The fact you even have to ask is telling.

You are ill, he is not ill. Yes he is off sick but he is fine at the moment.

Silent treatment is just fucking rude as well.

I assume this is just the tip of the iceberg?

LaPoesieEstDansLaRue · 10/02/2020 15:22

100% YANBU. I'd be hurt and furious if my DP acted like this.

Iminaglasscaseofemotion · 10/02/2020 15:24

Cue a row about how I’d left it til the last minute and it wasn’t his problem

So it was oy YOU who left it until the last minute. Does he not realise how fucked up that way of thinking is?

SueEllenMishke · 10/02/2020 15:25

Yet another man who believes SAHM means personal housekeeper. So he gets hours in the gym.....bet you don't get that amount of time to yourself.
I would be furious. Time he started stepping up to his responsibility.

Itslookinglikeabeautifulday · 10/02/2020 15:26

Yep, I know exactly where you’re coming from OP, having been stuck down by some flu-like thing recently and just been left to get on with the usual shopping/cooking and even dragged myself from bed to take DD to a concert the other weekend as DS basically didn’t want to so she wouldn’t have gone otherwise and £140 tickets would have gone to waste. I’m still fuming about it all.

Your DH hadn’t even thought about the birthday preparations, let alone “left it till the last minute”. He obviously considers that his time off sick is ring-fenced. Yours isn’t. I’d be mightily peeved with him.

AryaStarkWolf · 10/02/2020 15:29

what a cunt, he doesn't sound like he cares about you at all. I mean you were stick and he just watched cook and clean yesterday? what a prick

Billyeyelash · 10/02/2020 15:29

He's being an arse.
I hope he gives his head a good old wobble and starts acting like an equal.

And I love the thought of silent treacle.

MrsTerryPratchett · 10/02/2020 15:30

Three hours in the gym and he can't walk the kids to school without complaining? Wanker.

Pennylane22 · 10/02/2020 15:34

My DH has smashed his elbow and is in a cast from wrist to shoulder. He still insisted on one handedly lighting our fire and putting some food in the oven while I had a bath as I was cold and feeling a bit unwell. If your DH is still going to the gym he is obviously fine and should be doing all chores while you are genuinely unwell. I wouldn’t put up with it.

Billyeyelash · 10/02/2020 15:39

Tell its physio for him...
And I hope you feel better soon.

CakeandCustard28 · 10/02/2020 15:40

He’s being a lazy prick. Tell him to help you, you are NOT his mother and he’s treating you like you are. He’s a grown arse man, nothing more unattractive than laziness. YANBU.

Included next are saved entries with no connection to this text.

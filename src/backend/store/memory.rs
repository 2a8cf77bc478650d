//! In-memory store
//!
//! Single-process stand-in for [`PgStore`](super::PgStore). State sits behind
//! one mutex, which also makes `toggle_help_checked` atomic.

use std::collections::{BTreeMap, HashMap, HashSet};
use std::sync::{Mutex, MutexGuard};

use async_trait::async_trait;
use chrono::Utc;

use super::{
    page_window, MessageLog, NewRoom, OpenedRoom, RoomStore, StoreError, UserDirectory,
};
use crate::shared::chat::{
    ChatMessage, Membership, MessageId, Role, Room, RoomId, UserId, DEFAULT_ROOM_TITLE,
};

#[derive(Default)]
struct MemoryState {
    rooms: BTreeMap<RoomId, Room>,
    memberships: HashMap<RoomId, Membership>,
    /// Insertion order doubles as the tie-breaking sequence
    messages: Vec<ChatMessage>,
    message_ids: HashSet<MessageId>,
    users: HashMap<UserId, Role>,
    next_room_id: RoomId,
}

/// Process-local implementation of every store trait
#[derive(Default)]
pub struct MemoryStore {
    state: Mutex<MemoryState>,
}

impl MemoryStore {
    pub fn new() -> Self {
        Self::default()
    }

    fn lock(&self) -> MutexGuard<'_, MemoryState> {
        self.state.lock().unwrap_or_else(|poisoned| poisoned.into_inner())
    }

    /// Register a user in the directory
    pub fn add_user(&self, user_id: UserId, role: Role) {
        self.lock().users.insert(user_id, role);
    }

    /// Builder-style [`add_user`](Self::add_user)
    pub fn with_user(self, user_id: UserId, role: Role) -> Self {
        self.add_user(user_id, role);
        self
    }
}

#[async_trait]
impl RoomStore for MemoryStore {
    async fn room_exists(&self, room_id: RoomId) -> Result<bool, StoreError> {
        Ok(self.lock().rooms.contains_key(&room_id))
    }

    async fn get_room(&self, room_id: RoomId) -> Result<Room, StoreError> {
        self.lock()
            .rooms
            .get(&room_id)
            .cloned()
            .ok_or_else(|| StoreError::not_found("room", room_id))
    }

    async fn get_membership(&self, room_id: RoomId) -> Result<Membership, StoreError> {
        self.lock()
            .memberships
            .get(&room_id)
            .copied()
            .ok_or_else(|| StoreError::not_found("membership", room_id))
    }

    async fn toggle_help_checked(&self, room_id: RoomId) -> Result<Room, StoreError> {
        let mut state = self.lock();
        let room = state
            .rooms
            .get_mut(&room_id)
            .ok_or_else(|| StoreError::not_found("room", room_id))?;
        room.help_checked = !room.help_checked;
        room.updated_at = Utc::now();
        Ok(room.clone())
    }

    async fn open_room(&self, new_room: NewRoom) -> Result<OpenedRoom, StoreError> {
        let mut state = self.lock();

        let existing = state.memberships.values().find(|m| {
            m.student_id == new_room.student_id && m.teacher_id == new_room.teacher_id
        });
        if let Some(membership) = existing.copied() {
            let room = state
                .rooms
                .get(&membership.room_id)
                .cloned()
                .ok_or_else(|| StoreError::not_found("room", membership.room_id))?;
            return Ok(OpenedRoom { room, membership, created: false });
        }

        state.next_room_id += 1;
        let now = Utc::now();
        let room = Room {
            id: state.next_room_id,
            title: new_room
                .title
                .filter(|t| !t.trim().is_empty())
                .unwrap_or_else(|| DEFAULT_ROOM_TITLE.to_string()),
            help_checked: false,
            created_at: now,
            updated_at: now,
        };
        let membership = Membership {
            room_id: room.id,
            student_id: new_room.student_id,
            teacher_id: new_room.teacher_id,
        };

        state.rooms.insert(room.id, room.clone());
        state.memberships.insert(room.id, membership);

        Ok(OpenedRoom { room, membership, created: true })
    }

    async fn delete_room(&self, room_id: RoomId) -> Result<(), StoreError> {
        let mut state = self.lock();
        if state.rooms.remove(&room_id).is_none() {
            return Err(StoreError::not_found("room", room_id));
        }
        state.memberships.remove(&room_id);
        Ok(())
    }
}

#[async_trait]
impl MessageLog for MemoryStore {
    async fn append_message(&self, message: &ChatMessage) -> Result<MessageId, StoreError> {
        let mut state = self.lock();
        if state.message_ids.insert(message.id) {
            state.messages.push(message.clone());
        }
        Ok(message.id)
    }

    async fn find_messages(
        &self,
        room_id: RoomId,
        page: u32,
        page_size: u32,
    ) -> Result<Vec<ChatMessage>, StoreError> {
        let (limit, offset) = page_window(page, page_size);
        let state = self.lock();

        let mut in_room: Vec<(usize, &ChatMessage)> = state
            .messages
            .iter()
            .enumerate()
            .filter(|(_, m)| m.room_id == room_id)
            .collect();
        in_room.sort_by(|(seq_a, a), (seq_b, b)| {
            b.timestamp.cmp(&a.timestamp).then(seq_b.cmp(seq_a))
        });

        Ok(in_room
            .into_iter()
            .skip(offset as usize)
            .take(limit as usize)
            .map(|(_, m)| m.clone())
            .collect())
    }

    async fn count_messages(&self, room_id: RoomId) -> Result<i64, StoreError> {
        let state = self.lock();
        Ok(state.messages.iter().filter(|m| m.room_id == room_id).count() as i64)
    }
}

#[async_trait]
impl UserDirectory for MemoryStore {
    async fn get_user_role(&self, user_id: UserId) -> Result<Option<Role>, StoreError> {
        Ok(self.lock().users.get(&user_id).copied())
    }
}

#[cfg(test)]
mod tests {
    use super::*;
    use crate::shared::chat::MessageBody;
    use assert_matches::assert_matches;

    fn pairing(student_id: UserId, teacher_id: UserId) -> NewRoom {
        NewRoom { title: None, student_id, teacher_id }
    }

    #[tokio::test]
    async fn test_open_room_is_idempotent_per_pairing() {
        let store = MemoryStore::new();

        let first = store.open_room(pairing(1, 2)).await.unwrap();
        assert!(first.created);
        assert_eq!(first.room.title, DEFAULT_ROOM_TITLE);
        assert!(!first.room.help_checked);

        let second = store.open_room(pairing(1, 2)).await.unwrap();
        assert!(!second.created);
        assert_eq!(second.room.id, first.room.id);

        let other = store.open_room(pairing(1, 3)).await.unwrap();
        assert_ne!(other.room.id, first.room.id);
    }

    #[tokio::test]
    async fn test_double_toggle_restores_flag() {
        let store = MemoryStore::new();
        let room = store.open_room(pairing(1, 2)).await.unwrap().room;

        assert!(store.toggle_help_checked(room.id).await.unwrap().help_checked);
        assert!(!store.toggle_help_checked(room.id).await.unwrap().help_checked);
    }

    #[tokio::test]
    async fn test_missing_room() {
        let store = MemoryStore::new();
        assert!(!store.room_exists(99).await.unwrap());
        assert_matches!(
            store.toggle_help_checked(99).await,
            Err(StoreError::NotFound { entity: "room", id: 99 })
        );
        assert_matches!(store.delete_room(99).await, Err(StoreError::NotFound { .. }));
    }

    #[tokio::test]
    async fn test_delete_room_removes_membership() {
        let store = MemoryStore::new();
        let room = store.open_room(pairing(1, 2)).await.unwrap().room;

        store.delete_room(room.id).await.unwrap();

        assert!(!store.room_exists(room.id).await.unwrap());
        assert_matches!(store.get_membership(room.id).await, Err(StoreError::NotFound { .. }));
    }

    #[tokio::test]
    async fn test_history_is_newest_first_and_deduplicated() {
        let store = MemoryStore::new();
        let room = store.open_room(pairing(1, 2)).await.unwrap().room;

        let mut ids = Vec::new();
        for i in 0..5 {
            let message = ChatMessage::from_participant(
                &room,
                1,
                Role::Student,
                MessageBody::Text(format!("m{i}")),
            );
            store.append_message(&message).await.unwrap();
            store.append_message(&message).await.unwrap();
            ids.push(message.id);
        }

        assert_eq!(store.count_messages(room.id).await.unwrap(), 5);

        let first_page = store.find_messages(room.id, 1, 2).await.unwrap();
        assert_eq!(first_page.len(), 2);
        assert_eq!(first_page[0].content(), "m4");
        assert_eq!(first_page[1].content(), "m3");

        let last_page = store.find_messages(room.id, 3, 2).await.unwrap();
        assert_eq!(last_page.len(), 1);
        assert_eq!(last_page[0].id, ids[0]);
    }

    #[tokio::test]
    async fn test_user_directory() {
        let store = MemoryStore::new().with_user(5, Role::Teacher);
        assert_eq!(store.get_user_role(5).await.unwrap(), Some(Role::Teacher));
        assert_eq!(store.get_user_role(6).await.unwrap(), None);
    }
}
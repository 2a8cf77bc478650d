//! Middleware Module
//!
//! Request processing shared by the REST handlers.
//!
//! - **`auth`** - bearer token extraction

pub mod auth;

pub use auth::{bearer_token, BearerToken};
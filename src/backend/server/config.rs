/**
 * Backend Service Loading
 *
 * Connects the optional external services named in [`ChatConfig`]: the
 * PostgreSQL database and the Kafka brokers.
 *
 * # Fallbacks
 *
 * - No `DATABASE_URL`: rooms, messages, users and offsets live in memory.
 * - No `KAFKA_BROKERS`: the durable log is an in-process log; fan-out only
 *   reaches sockets of this replica.
 *
 * A configured service that cannot be reached is a startup error, not a
 * silent fallback.
 */

use std::sync::Arc;

use sqlx::postgres::PgPoolOptions;
use sqlx::PgPool;
use thiserror::Error;

use crate::backend::fanout::{DurableLog, KafkaLog, LogError, MemoryLog};
use crate::shared::ChatConfig;

/// Failure to reach a configured service
#[derive(Debug, Error)]
pub enum StartupError {
    #[error("Database connection failed: {0}")]
    Database(#[from] sqlx::Error),

    #[error("Database migration failed: {0}")]
    Migration(#[from] sqlx::migrate::MigrateError),

    #[error("Durable log unavailable: {0}")]
    Log(#[from] LogError),
}

/// Connect to PostgreSQL and run migrations
///
/// Returns `None` when no database is configured.
pub async fn load_database(config: &ChatConfig) -> Result<Option<PgPool>, StartupError> {
    let Some(database_url) = config.database_url.as_deref() else {
        tracing::warn!("[Server] DATABASE_URL not set. Using in-memory stores.");
        return Ok(None);
    };

    tracing::info!("[Server] Connecting to database...");
    let pool = PgPoolOptions::new()
        .max_connections(10)
        .connect(database_url)
        .await?;
    tracing::info!("[Server] Database connection pool created successfully");

    tracing::info!("[Server] Running database migrations...");
    sqlx::migrate!().run(&pool).await?;
    tracing::info!("[Server] Database migrations completed successfully");

    Ok(Some(pool))
}

/// Open the durable log named by the configuration
pub async fn load_durable_log(config: &ChatConfig) -> Result<Arc<dyn DurableLog>, StartupError> {
    if config.kafka_brokers.is_empty() {
        tracing::warn!("[Server] KAFKA_BROKERS not set. Fan-out is limited to this process.");
        return Ok(Arc::new(MemoryLog::new(
            config.chat_topic.clone(),
            config.partitions,
        )));
    }

    let log = KafkaLog::connect(
        config.kafka_brokers.clone(),
        &config.chat_topic,
        config.partitions,
    )
    .await?;
    Ok(Arc::new(log))
}
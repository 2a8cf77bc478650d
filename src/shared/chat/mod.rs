//! Chat Module
//!
//! Data structures of the chat core shared by every backend layer:
//!
//! - `Room`, `Membership`, `Role`, `HelpMode` - room state and routing mode
//! - `ChatMessage`, `MessageBody`, `UserType` - persisted/broadcast messages
//! - `ClientFrame`, `ErrorFrame` - socket frames

pub mod frame;
pub mod message;
pub mod room;

pub use frame::{ClientFrame, ErrorFrame};
pub use message::{ChatMessage, MessageBody, MessageId, MessageType, UserType, WireMessage};
pub use room::{
    HelpMode, Membership, Role, Room, RoomId, SystemBanner, UserId, AI_SENDER_ID,
    DEFAULT_ROOM_TITLE, SYSTEM_SENDER_ID,
};
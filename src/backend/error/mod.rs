//! Backend Error Module
//!
//! Error types of the chat core and their conversions into HTTP responses
//! and socket close codes.
//!
//! # Module Structure
//!
//! ```text
//! error/
//! ├── mod.rs        - Module exports and documentation
//! ├── types.rs      - Error type definitions and close codes
//! └── conversion.rs - IntoResponse implementation
//! ```

/// Error type definitions
pub mod types;

/// Error conversion implementations
pub mod conversion;

// Re-export commonly used types
pub use types::{BackendError, CLOSE_LOOKUP_FAILED, CLOSE_POLICY_VIOLATION};

/// Result alias used across the backend
pub type BackendResult<T> = Result<T, BackendError>;
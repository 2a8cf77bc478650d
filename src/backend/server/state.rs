/**
 * Application State
 *
 * `AppState` is the service graph handed to every Axum handler. It is built
 * once by [`init`](crate::backend::server::init) and cloned cheaply per
 * request; every field is an `Arc` or a small value.
 *
 * The `FromRef` implementations let handlers extract only the part they
 * need, e.g. `State(registry): State<Arc<ConnectionRegistry>>`.
 */

use std::sync::Arc;

use axum::extract::FromRef;

use crate::backend::auth::Authenticator;
use crate::backend::chat::routing::ChatService;
use crate::backend::realtime::ConnectionRegistry;
use crate::backend::store::{MessageLog, RoomStore};

/// Shared state of the HTTP and socket handlers
#[derive(Clone)]
pub struct AppState {
    /// Help-mode routing and publishing
    pub chat: Arc<ChatService>,

    /// Sockets connected to this process
    pub registry: Arc<ConnectionRegistry>,

    pub rooms: Arc<dyn RoomStore>,

    pub messages: Arc<dyn MessageLog>,

    /// Token checks; disabled when no JWT secret is configured
    pub auth: Authenticator,
}

impl FromRef<AppState> for Arc<ChatService> {
    fn from_ref(app_state: &AppState) -> Self {
        app_state.chat.clone()
    }
}

impl FromRef<AppState> for Arc<ConnectionRegistry> {
    fn from_ref(app_state: &AppState) -> Self {
        app_state.registry.clone()
    }
}

impl FromRef<AppState> for Authenticator {
    fn from_ref(app_state: &AppState) -> Self {
        app_state.auth.clone()
    }
}
/**
 * Help-mode Routing
 *
 * Decides what happens to each incoming message based on the room's help
 * mode, and performs mode transitions.
 *
 * # States
 *
 * - **AI mode** (`help_checked = false`, initial): students talk to the AI
 *   assistant; teacher messages are dropped.
 * - **Human mode** (`help_checked = true`): students and the teacher talk
 *   directly; the AI stays silent.
 *
 * # Admission
 *
 * The room is re-read from the store for every message, so a toggle made on
 * another replica takes effect immediately. A student's message in AI mode
 * is published first and only then handed to the AI bridge on a separate
 * task; the sender never waits for the AI.
 *
 * # Transitions
 *
 * `toggle_help` flips `help_checked` atomically in the store and publishes
 * the two banners of the mode being entered. Toggles of one room are
 * serialized inside the process so banner pairs never interleave.
 */

use std::collections::HashMap;
use std::sync::{Arc, Mutex};

use crate::backend::chat::ai_bridge::AiBridge;
use crate::backend::chat::publisher::ChatPublisher;
use crate::backend::error::{BackendError, BackendResult};
use crate::backend::store::{RoomStore, UserDirectory};
use crate::shared::chat::{
    ChatMessage, ClientFrame, HelpMode, MessageBody, MessageId, Role, Room, RoomId, UserId,
};

/// Outcome of an incoming message
#[derive(Debug, Clone, PartialEq, Eq)]
pub enum Admission {
    /// Persisted and appended to the fan-out log
    Published {
        message_id: MessageId,
        /// An AI answer was scheduled
        ai_triggered: bool,
    },
    /// Rejected by the current help mode; nothing was persisted
    Dropped,
}

/// Routing core shared by every socket and REST handler
pub struct ChatService {
    rooms: Arc<dyn RoomStore>,
    users: Arc<dyn UserDirectory>,
    publisher: ChatPublisher,
    ai: Arc<AiBridge>,
    max_content_len: usize,
    toggle_locks: Mutex<HashMap<RoomId, Arc<tokio::sync::Mutex<()>>>>,
}

impl ChatService {
    pub fn new(
        rooms: Arc<dyn RoomStore>,
        users: Arc<dyn UserDirectory>,
        publisher: ChatPublisher,
        ai: Arc<AiBridge>,
        max_content_len: usize,
    ) -> Self {
        Self {
            rooms,
            users,
            publisher,
            ai,
            max_content_len,
            toggle_locks: Mutex::new(HashMap::new()),
        }
    }

    pub fn rooms(&self) -> &Arc<dyn RoomStore> {
        &self.rooms
    }

    /// Validate a connecting socket and resolve the user's role in the room
    pub async fn admit_connection(&self, room_id: RoomId, user_id: UserId) -> BackendResult<Role> {
        if !self.rooms.room_exists(room_id).await? {
            tracing::warn!("[Routing] Connection to unknown room {} by user {}", room_id, user_id);
            return Err(BackendError::RoomNotFound { room_id });
        }

        let Some(directory_role) = self.users.get_user_role(user_id).await? else {
            tracing::warn!("[Routing] No role for user {} (room {})", user_id, room_id);
            return Err(BackendError::UserRoleNotFound { user_id });
        };

        // The seat in the room decides how messages are routed
        let membership = self.rooms.get_membership(room_id).await?;
        let Some(role) = membership.role_of(user_id) else {
            tracing::warn!("[Routing] User {} is not a member of room {}", user_id, room_id);
            return Err(BackendError::NotRoomMember { room_id, user_id });
        };

        if role != directory_role {
            tracing::debug!(
                "[Routing] User {} is a {} in room {} but a {} in the directory",
                user_id,
                role.as_str(),
                room_id,
                directory_role.as_str()
            );
        }
        Ok(role)
    }

    /// Validate and route one raw socket frame
    pub async fn handle_frame(
        &self,
        room_id: RoomId,
        sender_id: UserId,
        role: Role,
        raw: &str,
    ) -> BackendResult<Admission> {
        let body = ClientFrame::parse(raw).into_body(self.max_content_len)?;
        self.handle_incoming(room_id, sender_id, role, body).await
    }

    /// Route a validated message according to the room's current mode
    pub async fn handle_incoming(
        &self,
        room_id: RoomId,
        sender_id: UserId,
        role: Role,
        body: MessageBody,
    ) -> BackendResult<Admission> {
        let room = self.rooms.get_room(room_id).await?;
        let mode = room.mode();

        if role == Role::Teacher && mode == HelpMode::Ai {
            let rejected = BackendError::permission_denied("teachers cannot speak in AI mode");
            tracing::info!(
                "[Routing] Dropped message from teacher {} in room {}: {}",
                sender_id,
                room_id,
                rejected
            );
            return Ok(Admission::Dropped);
        }

        let message = ChatMessage::from_participant(&room, sender_id, role, body);
        self.publisher.publish(&message).await?;

        let ai_triggered = role == Role::Student && mode == HelpMode::Ai;
        if ai_triggered {
            let ai = self.ai.clone();
            let trigger = message.clone();
            tokio::spawn(async move {
                ai.respond(room, trigger).await;
            });
        }

        Ok(Admission::Published {
            message_id: message.id,
            ai_triggered,
        })
    }

    /// Flip the room's help mode on behalf of one of its members
    ///
    /// Returns the room in its new state after both banners were published.
    /// If the durable log refuses them, the flip and both banners are still
    /// recorded and `DeliveryUnavailable` is returned.
    pub async fn toggle_help(&self, room_id: RoomId, actor_id: UserId) -> BackendResult<Room> {
        let membership = self.rooms.get_membership(room_id).await?;
        let Some(role) = membership.role_of(actor_id) else {
            return Err(BackendError::permission_denied(format!(
                "user {actor_id} is not a member of room {room_id}"
            )));
        };

        let lock = self.toggle_lock(room_id);
        let _guard = lock.lock().await;

        let room = self.rooms.toggle_help_checked(room_id).await?;
        let mode = room.mode();
        tracing::info!(
            "[Routing] Room {} switched to {:?} mode by {} {}",
            room_id,
            mode,
            role.as_str(),
            actor_id
        );

        let banners = mode.entry_banners().map(|banner| ChatMessage::system(&room, banner));
        if let Err(e) = self.publisher.publish_all(&banners).await {
            tracing::error!(
                "[Routing] Room {} switched to {:?} but its banners were not fanned out: {}",
                room_id,
                mode,
                e
            );
            return Err(e);
        }

        Ok(room)
    }

    fn toggle_lock(&self, room_id: RoomId) -> Arc<tokio::sync::Mutex<()>> {
        let mut locks = self.toggle_locks.lock().unwrap_or_else(|p| p.into_inner());
        locks.entry(room_id).or_default().clone()
    }

    /// Forget in-process state of a deleted room
    pub fn forget_room(&self, room_id: RoomId) {
        let mut locks = self.toggle_locks.lock().unwrap_or_else(|p| p.into_inner());
        locks.remove(&room_id);
    }
}
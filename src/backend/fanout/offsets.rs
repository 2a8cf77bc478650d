//! Committed consumer offsets
//!
//! An offset is the position of the next entry a consumer group still has
//! to process. Committing happens after delivery, which is what makes the
//! pipeline at-least-once.

use std::collections::HashMap;
use std::sync::Mutex;

use async_trait::async_trait;

use crate::backend::store::{PgStore, StoreError};

/// Storage for per-group, per-partition consumer positions
#[async_trait]
pub trait OffsetStore: Send + Sync {
    async fn load(&self, group: &str, topic: &str, partition: i32)
        -> Result<Option<i64>, StoreError>;

    async fn commit(
        &self,
        group: &str,
        topic: &str,
        partition: i32,
        next_offset: i64,
    ) -> Result<(), StoreError>;
}

/// Offsets kept in process memory
#[derive(Default)]
pub struct MemoryOffsetStore {
    offsets: Mutex<HashMap<(String, String, i32), i64>>,
}

impl MemoryOffsetStore {
    pub fn new() -> Self {
        Self::default()
    }
}

#[async_trait]
impl OffsetStore for MemoryOffsetStore {
    async fn load(
        &self,
        group: &str,
        topic: &str,
        partition: i32,
    ) -> Result<Option<i64>, StoreError> {
        let offsets = self.offsets.lock().unwrap_or_else(|p| p.into_inner());
        Ok(offsets
            .get(&(group.to_string(), topic.to_string(), partition))
            .copied())
    }

    async fn commit(
        &self,
        group: &str,
        topic: &str,
        partition: i32,
        next_offset: i64,
    ) -> Result<(), StoreError> {
        let mut offsets = self.offsets.lock().unwrap_or_else(|p| p.into_inner());
        offsets.insert((group.to_string(), topic.to_string(), partition), next_offset);
        Ok(())
    }
}

#[async_trait]
impl OffsetStore for PgStore {
    async fn load(
        &self,
        group: &str,
        topic: &str,
        partition: i32,
    ) -> Result<Option<i64>, StoreError> {
        let offset: Option<i64> = sqlx::query_scalar(
            r#"
            SELECT next_offset
            FROM fanout_offsets
            WHERE consumer_group = $1 AND topic = $2 AND partition_id = $3
            "#,
        )
        .bind(group)
        .bind(topic)
        .bind(partition)
        .fetch_optional(self.pool())
        .await?;
        Ok(offset)
    }

    async fn commit(
        &self,
        group: &str,
        topic: &str,
        partition: i32,
        next_offset: i64,
    ) -> Result<(), StoreError> {
        sqlx::query(
            r#"
            INSERT INTO fanout_offsets (consumer_group, topic, partition_id, next_offset, updated_at)
            VALUES ($1, $2, $3, $4, NOW())
            ON CONFLICT (consumer_group, topic, partition_id)
            DO UPDATE SET next_offset = EXCLUDED.next_offset, updated_at = NOW()
            "#,
        )
        .bind(group)
        .bind(topic)
        .bind(partition)
        .bind(next_offset)
        .execute(self.pool())
        .await?;
        Ok(())
    }
}

#[cfg(test)]
mod tests {
    use super::*;

    #[tokio::test]
    async fn test_memory_offsets_are_scoped_by_group() {
        let store = MemoryOffsetStore::new();
        assert_eq!(store.load("a", "t", 0).await.unwrap(), None);

        store.commit("a", "t", 0, 5).await.unwrap();
        store.commit("a", "t", 0, 7).await.unwrap();

        assert_eq!(store.load("a", "t", 0).await.unwrap(), Some(7));
        assert_eq!(store.load("b", "t", 0).await.unwrap(), None);
        assert_eq!(store.load("a", "t", 1).await.unwrap(), None);
    }
}
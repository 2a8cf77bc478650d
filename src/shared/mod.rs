//! Shared Module
//!
//! Types shared by every layer of the chat core: the chat data model, the
//! socket frame types, configuration, and the shared error type. All types
//! here are plain data and serialize to the JSON shapes used on sockets,
//! in the durable log, and in REST responses.

/// Chat data model and socket frames
pub mod chat;

/// Shared error types
pub mod error;

/// Application configuration
pub mod config;

/// Re-export commonly used types for convenience
pub use chat::{ChatMessage, ClientFrame, MessageBody, Role, Room, RoomId, UserId, UserType};
pub use config::{ChatConfig, ChatConfigBuilder, ConfigError};
pub use error::SharedError;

willowmelangell · 10/02/2020 15:41

Have I read this right. He has been to the gym but is incapable of picking up a basket of items from the supermarket for his child?

Well, you now know your place, in his mind.
I don't know how I would get back from this.

caringcarer · 10/02/2020 15:49

He sounds most unsupportive of you OP. When you are unwell and he is fine he should be doing all of the cooking, cleaning and looking after the kids if not at work to allow you to get better. He should also bring you lots of drinks and let you sleep to get better quicker. You are not his slave you are his partner and he should cherish you. I would be reminding him of that.

FfedForLife · 10/02/2020 15:53

It is the tip of the iceberg sadly. He thinks that as he’s signed off work, he shouldn’t have to do anything at home either. Not that he does anything on his days off.

I was kind of forced into being a SAHM because he wouldn’t be a SAHD despite me being the higher earner with more future earning potential. His job is also very unsociable hours which has had a big impact on family life Angry.

He’s actually said me getting flu is ‘self inflicted’! His injury is from playing basketball and was an ‘accident’.

Damn right he’s a c**t!

OP posts:
MrsTerryPratchett · 10/02/2020 15:56

Go back to work, pay for childcare and dump his selfish arse.

TheReef · 10/02/2020 15:59

Go back to work, pay for childcare and dump his selfish arse

This!

PersephoneandHades · 10/02/2020 16:03

Oh OP your latest update is awful... that's marital abuse of some kind

SueEllenMishke · 10/02/2020 16:08

It sounds like you're married to my ex....right down to the hours spent at the gym and playing basketball.

Iminaglasscaseofemotion · 10/02/2020 16:10

Leave this fucker. Go get your career back (obviously when you feel ready) you will be better off without him.